Hi Team,
We are currently experiencing 429 (Too Many Requests) response codes when using the NVIDIA NIM cloud API. Previously, the same integration was working smoothly in our project. However, we are now encountering this issue even with as few as 10 requests in a loop.
Could you please confirm if there have been any recent changes in rate limits or if there is an ongoing issue on your end? This will help us make the necessary adjustments in our implementation.
API Endpoint: https://integrate.api.nvidia.com/v1/chat/completions
Looking forward to your response.
Below attached a curl request to 10 request :
Hi,
We are currently seeing a range of issues with NGC services, including API Endpoints.
You can track the issue here https://status.ngc.nvidia.com/.
If your error persists once the issue has been resolved please reach back out and we will look into this for you.
Best,
Sophie
Hi Sophie,
The status shows as issues with NGC services are resolved but I still see issue when hitting multiple request to Nvidia API endpoints, I get 429 response code (Too many requests).

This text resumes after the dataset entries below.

//! Application state shared across all request handlers.

use std::sync::Arc;

use reqwest::Client;

use crate::config::CoCreateConfig;
use crate::error::CoCreateResult;

/// Shared application state.
pub struct AppState {
    /// Server configuration, including the server-side credentials.
    pub config: CoCreateConfig,
    /// HTTP client for upstream calls.
    pub client: Client,
}

impl AppState {
    /// Create a new application state.
    ///
    /// # Errors
    /// Returns an error if the HTTP client cannot be built.
    pub fn new(config: CoCreateConfig) -> CoCreateResult<Arc<Self>> {
        let client = Client::builder().timeout(config.request_timeout).build()?;
        Ok(Arc::new(Self { config, client }))
    }

    /// Server-side `OpenRouter` key, if set.
    #[must_use]
    pub fn openrouter_key(&self) -> Option<&str> {
        non_blank(self.config.openrouter_api_key.as_deref())
    }

    /// Server-side Gemini key, if set.
    #[must_use]
    pub fn gemini_key(&self) -> Option<&str> {
        non_blank(self.config.gemini_api_key.as_deref())
    }
}

fn non_blank(value: Option<&str>) -> Option<&str> {
    value.map(str::trim).filter(|v| !v.is_empty())
}
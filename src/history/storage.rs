//! Key/value storage backends for persisted state.

use std::fs;
use std::io::ErrorKind;
use std::path::{Path, PathBuf};

use dashmap::DashMap;

use crate::error::CoCreateResult;

/// Synchronous string key/value storage.
pub trait KeyValueStorage: Send + Sync {
    /// Read a value.
    fn get(&self, key: &str) -> Option<String>;

    /// Write a value, replacing any previous one.
    ///
    /// # Errors
    /// Returns an error if the backend cannot persist the value.
    fn set(&self, key: &str, value: &str) -> CoCreateResult<()>;

    /// Delete a value. Deleting a missing key succeeds.
    ///
    /// # Errors
    /// Returns an error if the backend cannot delete the value.
    fn remove(&self, key: &str) -> CoCreateResult<()>;
}

/// Process-lifetime storage.
#[derive(Debug, Default)]
pub struct MemoryStorage {
    entries: DashMap<String, String>,
}

impl MemoryStorage {
    /// Create an empty storage.
    #[must_use]
    pub fn new() -> Self {
        Self::default()
    }
}

impl KeyValueStorage for MemoryStorage {
    fn get(&self, key: &str) -> Option<String> {
        self.entries.get(key).map(|entry| entry.value().clone())
    }

    fn set(&self, key: &str, value: &str) -> CoCreateResult<()> {
        self.entries.insert(key.to_string(), value.to_string());
        Ok(())
    }

    fn remove(&self, key: &str) -> CoCreateResult<()> {
        self.entries.remove(key);
        Ok(())
    }
}

/// Storage keeping one `<key>.json` file per key in a directory.
#[derive(Clone, Debug)]
pub struct FileStorage {
    dir: PathBuf,
}

impl FileStorage {
    /// Use `dir` as the storage root. The directory is created on first write.
    #[must_use]
    pub fn new(dir: impl Into<PathBuf>) -> Self {
        Self { dir: dir.into() }
    }

    /// Storage root.
    #[must_use]
    pub fn dir(&self) -> &Path {
        &self.dir
    }

    fn path_for(&self, key: &str) -> PathBuf {
        let safe: String = key
            .chars()
            .map(|c| if c.is_ascii_alphanumeric() || c == '_' || c == '-' { c } else { '_' })
            .collect();
        self.dir.join(format!("{safe}.json"))
    }
}

impl KeyValueStorage for FileStorage {
    fn get(&self, key: &str) -> Option<String> {
        fs::read_to_string(self.path_for(key)).ok()
    }

    fn set(&self, key: &str, value: &str) -> CoCreateResult<()> {
        fs::create_dir_all(&self.dir)?;
        let path = self.path_for(key);
        let tmp = path.with_extension("json.tmp");
        fs::write(&tmp, value)?;
        fs::rename(&tmp, &path)?;
        Ok(())
    }

    fn remove(&self, key: &str) -> CoCreateResult<()> {
        match fs::remove_file(self.path_for(key)) {
            Ok(()) => Ok(()),
            Err(err) if err.kind() == ErrorKind::NotFound => Ok(()),
            Err(err) => Err(err.into()),
        }
    }
}
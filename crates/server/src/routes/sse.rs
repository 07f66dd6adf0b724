use std::collections::VecDeque;
use std::convert::Infallible;
use std::sync::{Arc, RwLock};
use std::time::Duration;

use axum::extract::{Query, State};
use axum::response::sse::{Event, KeepAlive, Sse};
use futures::stream::{Stream, StreamExt};
use serde::Deserialize;
use tokio_stream::wrappers::BroadcastStream;
use uuid::Uuid;

use crate::state::AppState;

pub const DEFAULT_EVENT_BUFFER_SIZE: usize = 1000;
pub const SSE_KEEP_ALIVE_INTERVAL: Duration = Duration::from_secs(15);

#[derive(Debug, Deserialize)]
pub struct EventsQuery {
    pub run_ids: Option<String>,
}

/// Ring buffer of recent events, used to replay what a reconnecting client
/// missed (`Last-Event-ID`).
pub struct EventBuffer {
    events: VecDeque<events::EventEnvelope>,
    max_size: usize,
}

impl EventBuffer {
    pub fn new(max_size: usize) -> Self {
        Self {
            events: VecDeque::with_capacity(max_size),
            max_size,
        }
    }

    pub fn push(&mut self, envelope: events::EventEnvelope) {
        if self.events.len() >= self.max_size {
            self.events.pop_front();
        }
        self.events.push_back(envelope);
    }

    pub fn events_after(&self, event_id: Uuid) -> Vec<events::EventEnvelope> {
        let mut found = false;
        self.events
            .iter()
            .filter_map(|envelope| {
                if found {
                    Some(envelope.clone())
                } else if envelope.id == event_id {
                    found = true;
                    None
                } else {
                    None
                }
            })
            .collect()
    }

    #[cfg(test)]
    pub fn len(&self) -> usize {
        self.events.len()
    }
}

pub type SharedEventBuffer = Arc<RwLock<EventBuffer>>;

/// Mirror every published event into the replay buffer.
///
/// The spawned task is the buffer's only writer: events are buffered even
/// with no connected clients, and exactly once regardless of how many
/// clients are streaming.
pub fn spawn_event_buffering(bus: &events::EventBus, buffer: SharedEventBuffer) {
    let mut rx = bus.subscribe();
    tokio::spawn(async move {
        loop {
            match rx.recv().await {
                Ok(envelope) => buffer
                    .write()
                    .unwrap_or_else(|poisoned| poisoned.into_inner())
                    .push(envelope),
                Err(tokio::sync::broadcast::error::RecvError::Lagged(skipped)) => {
                    tracing::warn!(skipped, "event buffering lagged behind the bus");
                }
                Err(tokio::sync::broadcast::error::RecvError::Closed) => break,
            }
        }
    });
}

fn parse_run_ids(run_ids: Option<&str>) -> Option<Vec<Uuid>> {
    run_ids.map(|s| {
        s.split(',')
            .filter_map(|id| id.trim().parse().ok())
            .collect()
    })
}

fn envelope_to_sse_event(envelope: &events::EventEnvelope) -> Result<Event, Infallible> {
    let data = serde_json::to_string(&envelope).unwrap_or_else(|_| "{}".to_string());

    Ok(Event::default()
        .id(envelope.id.to_string())
        .event(envelope.event.kind())
        .data(data))
}

#[utoipa::path(
    get,
    path = "/api/events",
    params(
        ("run_ids" = Option<String>, Query, description = "Comma-separated run IDs to filter events"),
    ),
    responses(
        (status = 200, description = "SSE event stream"),
    ),
    tag = "events"
)]
pub async fn events_stream(
    State(state): State<AppState>,
    Query(query): Query<EventsQuery>,
    headers: axum::http::HeaderMap,
) -> Sse<impl Stream<Item = Result<Event, Infallible>>> {
    let run_ids = parse_run_ids(query.run_ids.as_deref());
    let last_event_id = headers
        .get("Last-Event-ID")
        .and_then(|v| v.to_str().ok())
        .and_then(|s| s.parse::<Uuid>().ok());

    let rx = state.event_bus.subscribe();

    let missed_events = if let Some(event_id) = last_event_id {
        state
            .event_buffer
            .read()
            .unwrap_or_else(|poisoned| poisoned.into_inner())
            .events_after(event_id)
    } else {
        vec![]
    };

    let missed_stream =
        futures::stream::iter(missed_events.into_iter().map(|e| envelope_to_sse_event(&e)));

    let live_stream = BroadcastStream::new(rx).filter_map(move |result| {
        let run_ids = run_ids.clone();

        async move {
            match result {
                Ok(envelope) => {
                    if let Some(ref ids) = run_ids {
                        if let Some(event_run_id) = envelope.event.run_id() {
                            if !ids.contains(&event_run_id) {
                                return None;
                            }
                        }
                    }

                    Some(envelope_to_sse_event(&envelope))
                }
                Err(e) => {
                    tracing::warn!("SSE broadcast error: {:?}", e);
                    None
                }
            }
        }
    });

    let stream = missed_stream.chain(live_stream);

    Sse::new(stream).keep_alive(
        KeepAlive::new()
            .interval(SSE_KEEP_ALIVE_INTERVAL)
            .text("keep-alive"),
    )
}

#[cfg(test)]
mod tests {
    use super::*;

    fn envelope(run_id: Uuid) -> events::EventEnvelope {
        events::EventEnvelope::new(events::Event::RunStarted {
            run_id,
            modality: "text".to_string(),
        })
    }

    #[test]
    fn test_parse_run_ids_none() {
        assert!(parse_run_ids(None).is_none());
    }

    #[test]
    fn test_parse_run_ids_filters_invalid() {
        let uuid1 = Uuid::new_v4();
        let uuid2 = Uuid::new_v4();
        let input = format!("{},invalid,{}", uuid1, uuid2);
        let result = parse_run_ids(Some(&input)).unwrap();
        assert_eq!(result, vec![uuid1, uuid2]);
    }

    #[test]
    fn test_event_buffer_events_after() {
        let mut buffer = EventBuffer::new(3);

        let e1 = envelope(Uuid::new_v4());
        let e2 = envelope(Uuid::new_v4());
        let e3 = envelope(Uuid::new_v4());

        let id1 = e1.id;
        let id2 = e2.id;

        buffer.push(e1);
        buffer.push(e2);
        buffer.push(e3.clone());

        let after_first = buffer.events_after(id1);
        assert_eq!(after_first.len(), 2);
        assert_eq!(after_first[0].id, id2);

        let after_nonexistent = buffer.events_after(Uuid::new_v4());
        assert!(after_nonexistent.is_empty());
    }

    #[test]
    fn test_event_buffer_evicts_oldest() {
        let mut buffer = EventBuffer::new(2);

        let e1 = envelope(Uuid::new_v4());
        let id1 = e1.id;
        buffer.push(e1);
        buffer.push(envelope(Uuid::new_v4()));
        buffer.push(envelope(Uuid::new_v4()));

        assert_eq!(buffer.len(), 2);
        assert!(buffer.events_after(id1).is_empty());
    }

    #[test]
    fn test_envelope_to_sse_event_does_not_panic() {
        let envelope = envelope(Uuid::new_v4());
        let _event = envelope_to_sse_event(&envelope).unwrap();
    }

    async fn wait_for_len(buffer: &SharedEventBuffer, expected: usize) {
        for _ in 0..100 {
            let len = buffer
                .read()
                .unwrap_or_else(|poisoned| poisoned.into_inner())
                .len();
            if len == expected {
                return;
            }
            tokio::time::sleep(std::time::Duration::from_millis(10)).await;
        }
        panic!("buffer never reached {expected} events");
    }

    #[tokio::test]
    async fn test_events_buffered_without_clients() {
        let bus = events::EventBus::new();
        let buffer: SharedEventBuffer = Arc::new(RwLock::new(EventBuffer::new(10)));
        spawn_event_buffering(&bus, Arc::clone(&buffer));

        bus.publish(envelope(Uuid::new_v4()));
        wait_for_len(&buffer, 1).await;
    }

    #[tokio::test]
    async fn test_events_buffered_once_despite_multiple_clients() {
        let bus = events::EventBus::new();
        let buffer: SharedEventBuffer = Arc::new(RwLock::new(EventBuffer::new(10)));
        spawn_event_buffering(&bus, Arc::clone(&buffer));

        let _client_a = bus.subscribe();
        let _client_b = bus.subscribe();

        let published = envelope(Uuid::new_v4());
        let id = published.id;
        bus.publish(published);
        bus.publish(envelope(Uuid::new_v4()));
        wait_for_len(&buffer, 2).await;

        let replay = buffer
            .read()
            .unwrap_or_else(|poisoned| poisoned.into_inner())
            .events_after(id);
        assert_eq!(replay.len(), 1);
    }
}
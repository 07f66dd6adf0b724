//! Staged problem-solving pipeline.
//!
//! A run drives a fixed stage sequence (guardrail, parser, router, solver,
//! verifier, explainer) over one problem input, streams per-stage progress
//! to a single consumer, and escalates low-confidence results to human
//! review via the confidence gate.

mod config;
mod error;
mod gate;
mod orchestrator;
mod progress;
pub mod services;
mod stage;
pub mod stages;
mod state_machine;

pub use config::PipelineConfig;
pub use error::{PipelineError, Result, RunError};
pub use gate::{ConfidenceGate, GateSignals, GateVerdict};
pub use orchestrator::{PipelineOrchestrator, RunOptions};
pub use progress::{progress_channel, ProgressReceiver, ProgressSender, ProgressUpdate, StageStatus};
pub use stage::{
    Explanation, GuardrailReport, ParsedProblem, RoutingDecision, RunContext, SolverAnswer, Stage,
    StageData, StageOutcome, Verification, STAGE_ORDER,
};
pub use state_machine::ViewStateMachine;
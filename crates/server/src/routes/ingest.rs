use axum::extract::State;
use axum::Json;
use base64::engine::general_purpose::STANDARD as BASE64;
use base64::Engine;
use pipeline::services::needs_confirmation;
use serde::{Deserialize, Serialize};
use solver_core::Modality;
use utoipa::ToSchema;

use crate::error::AppError;
use crate::state::AppState;

#[derive(Debug, Deserialize, ToSchema)]
pub struct IngestRequest {
    /// "text", "image" or "audio".
    pub input_type: String,
    /// Problem text for direct text input.
    pub text: Option<String>,
    /// Base64-encoded payload for image/audio input.
    pub payload_base64: Option<String>,
}

#[derive(Debug, Serialize, ToSchema)]
pub struct IngestResponse {
    pub modality: String,
    pub text: String,
    pub confidence: f32,
    /// Whether the transcript must be confirmed by the user before solving.
    pub needs_confirmation: bool,
}

#[utoipa::path(
    post,
    path = "/api/ingest",
    request_body = IngestRequest,
    responses(
        (status = 200, description = "Normalized problem text", body = IngestResponse),
        (status = 400, description = "Invalid input"),
        (status = 503, description = "No extraction service configured"),
    ),
    tag = "ingest"
)]
pub async fn ingest(
    State(state): State<AppState>,
    Json(payload): Json<IngestRequest>,
) -> Result<Json<IngestResponse>, AppError> {
    let modality = Modality::parse(&payload.input_type)
        .ok_or_else(|| AppError::BadRequest(format!("Unknown input type: {}", payload.input_type)))?;

    if modality == Modality::Text {
        let text = payload
            .text
            .filter(|t| !t.trim().is_empty())
            .ok_or_else(|| AppError::BadRequest("Text input requires 'text'".to_string()))?;

        return Ok(Json(IngestResponse {
            modality: modality.as_str().to_string(),
            text,
            confidence: 1.0,
            needs_confirmation: false,
        }));
    }

    let data = payload
        .payload_base64
        .ok_or_else(|| AppError::BadRequest("Missing 'payload_base64'".to_string()))?;
    if BASE64.decode(&data).is_err() {
        return Err(AppError::BadRequest("Invalid base64 payload".to_string()));
    }

    let extractor = state.extractor.as_ref().ok_or_else(|| {
        AppError::Unavailable("No extraction service configured".to_string())
    })?;

    let extraction = extractor.extract(modality, &data).await?;

    Ok(Json(IngestResponse {
        modality: modality.as_str().to_string(),
        needs_confirmation: needs_confirmation(
            modality,
            extraction.confidence,
            state.extraction_threshold,
        ),
        text: extraction.text,
        confidence: extraction.confidence,
    }))
}
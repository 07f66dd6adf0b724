use crate::error::DbError;
use crate::models::{KnowledgeEntry, KnowledgeRow};
use sqlx::SqlitePool;

#[derive(Clone)]
pub struct KnowledgeRepository {
    pool: SqlitePool,
}

impl KnowledgeRepository {
    pub fn new(pool: SqlitePool) -> Self {
        Self { pool }
    }

    pub async fn insert(&self, entry: &KnowledgeEntry) -> Result<(), DbError> {
        let row = KnowledgeRow::from(entry);

        sqlx::query(
            r#"
            INSERT INTO knowledge (id, topic, content, created_at)
            VALUES (?, ?, ?, ?)
            "#,
        )
        .bind(&row.id)
        .bind(&row.topic)
        .bind(&row.content)
        .bind(row.created_at)
        .execute(&self.pool)
        .await?;

        Ok(())
    }

    pub async fn list(&self) -> Result<Vec<KnowledgeEntry>, DbError> {
        let rows: Vec<KnowledgeRow> = sqlx::query_as(
            r#"
            SELECT id, topic, content, created_at
            FROM knowledge
            ORDER BY created_at ASC
            "#,
        )
        .fetch_all(&self.pool)
        .await?;

        Ok(rows.into_iter().map(|r| r.into_domain()).collect())
    }

    pub async fn count(&self) -> Result<i64, DbError> {
        let count: (i64,) = sqlx::query_as("SELECT COUNT(*) FROM knowledge")
            .fetch_one(&self.pool)
            .await?;
        Ok(count.0)
    }

    /// Load starter documents on first boot so retrieval has something to
    /// match against. Idempotent.
    pub async fn seed_defaults(&self) -> Result<usize, DbError> {
        if self.count().await? > 0 {
            return Ok(0);
        }

        let defaults = [
            (
                "algebra",
                "To solve a linear equation ax + b = c, subtract b from both \
                 sides and divide by a. Always verify by substituting back.",
            ),
            (
                "algebra",
                "A quadratic ax^2 + bx + c = 0 is solved by factoring, \
                 completing the square, or the quadratic formula \
                 x = (-b +/- sqrt(b^2 - 4ac)) / 2a.",
            ),
            (
                "geometry",
                "The Pythagorean theorem relates the legs and hypotenuse of a \
                 right triangle: a^2 + b^2 = c^2.",
            ),
            (
                "arithmetic",
                "Order of operations: parentheses first, then exponents, then \
                 multiplication and division left to right, then addition and \
                 subtraction left to right.",
            ),
            (
                "fractions",
                "To add fractions, rewrite them over a common denominator \
                 before summing the numerators. Reduce the result.",
            ),
        ];

        for (topic, content) in defaults {
            self.insert(&KnowledgeEntry::new(topic, content)).await?;
        }

        Ok(defaults.len())
    }
}
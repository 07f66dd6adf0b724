mod knowledge_repository;
mod solution_repository;
mod view_state_repository;

pub use knowledge_repository::KnowledgeRepository;
pub use solution_repository::SolutionRepository;
pub use view_state_repository::ViewStateRepository;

Please update if Nvidia NGC services are completely up and operational.
NGC Status
Response :
{“id”:“chat-2a7b029f403741aba5f99022486bcdc5”,“object”:“chat.completion”,“created”:1749628365,“model”:“meta/llama-3.1-8b-instruct”,“choices”:[{“index”:0,“message”:{“role”:“assistant”,“content”:“Hello! How can I assist you today?”},“logprobs”:null,“finish_reason”:“stop”,“stop_reason”:null}],“usage”:{“prompt_tokens”:11,“total_tokens”:20,“completion_tokens”:9},“prompt_logprobs”:null}{“status”:429,“title”:“Too Many Requests”}
{“status”:429,“title”:“Too Many Requests”}{“status”:429,“title”:“Too Many Requests”}{“status”:429,“title”:“Too Many Requests”}
{“status”:429,“title”:“Too Many Requests”}{“status”:429,“title”:“Too Many Requests”}{“status”:429,“title”:“Too Many Requests”}{“status”:429,“title”:“Too Many Requests”}{“status”:429,“title”:“Too Many Requests”}
Hi @sumit.mehta,
I’m trying to get clarity on whether there have been changes to the trial API for the model you are using.
In the mean time, you could try adding a sleep
command in your loop iterations.
(I see the same ‘429 Too many requests’ error when I run your code.)
Please note that the API Endpoints are only to be used for experimentation, development, testing and research. NVIDIA NIM FAQ
Best,
Sophie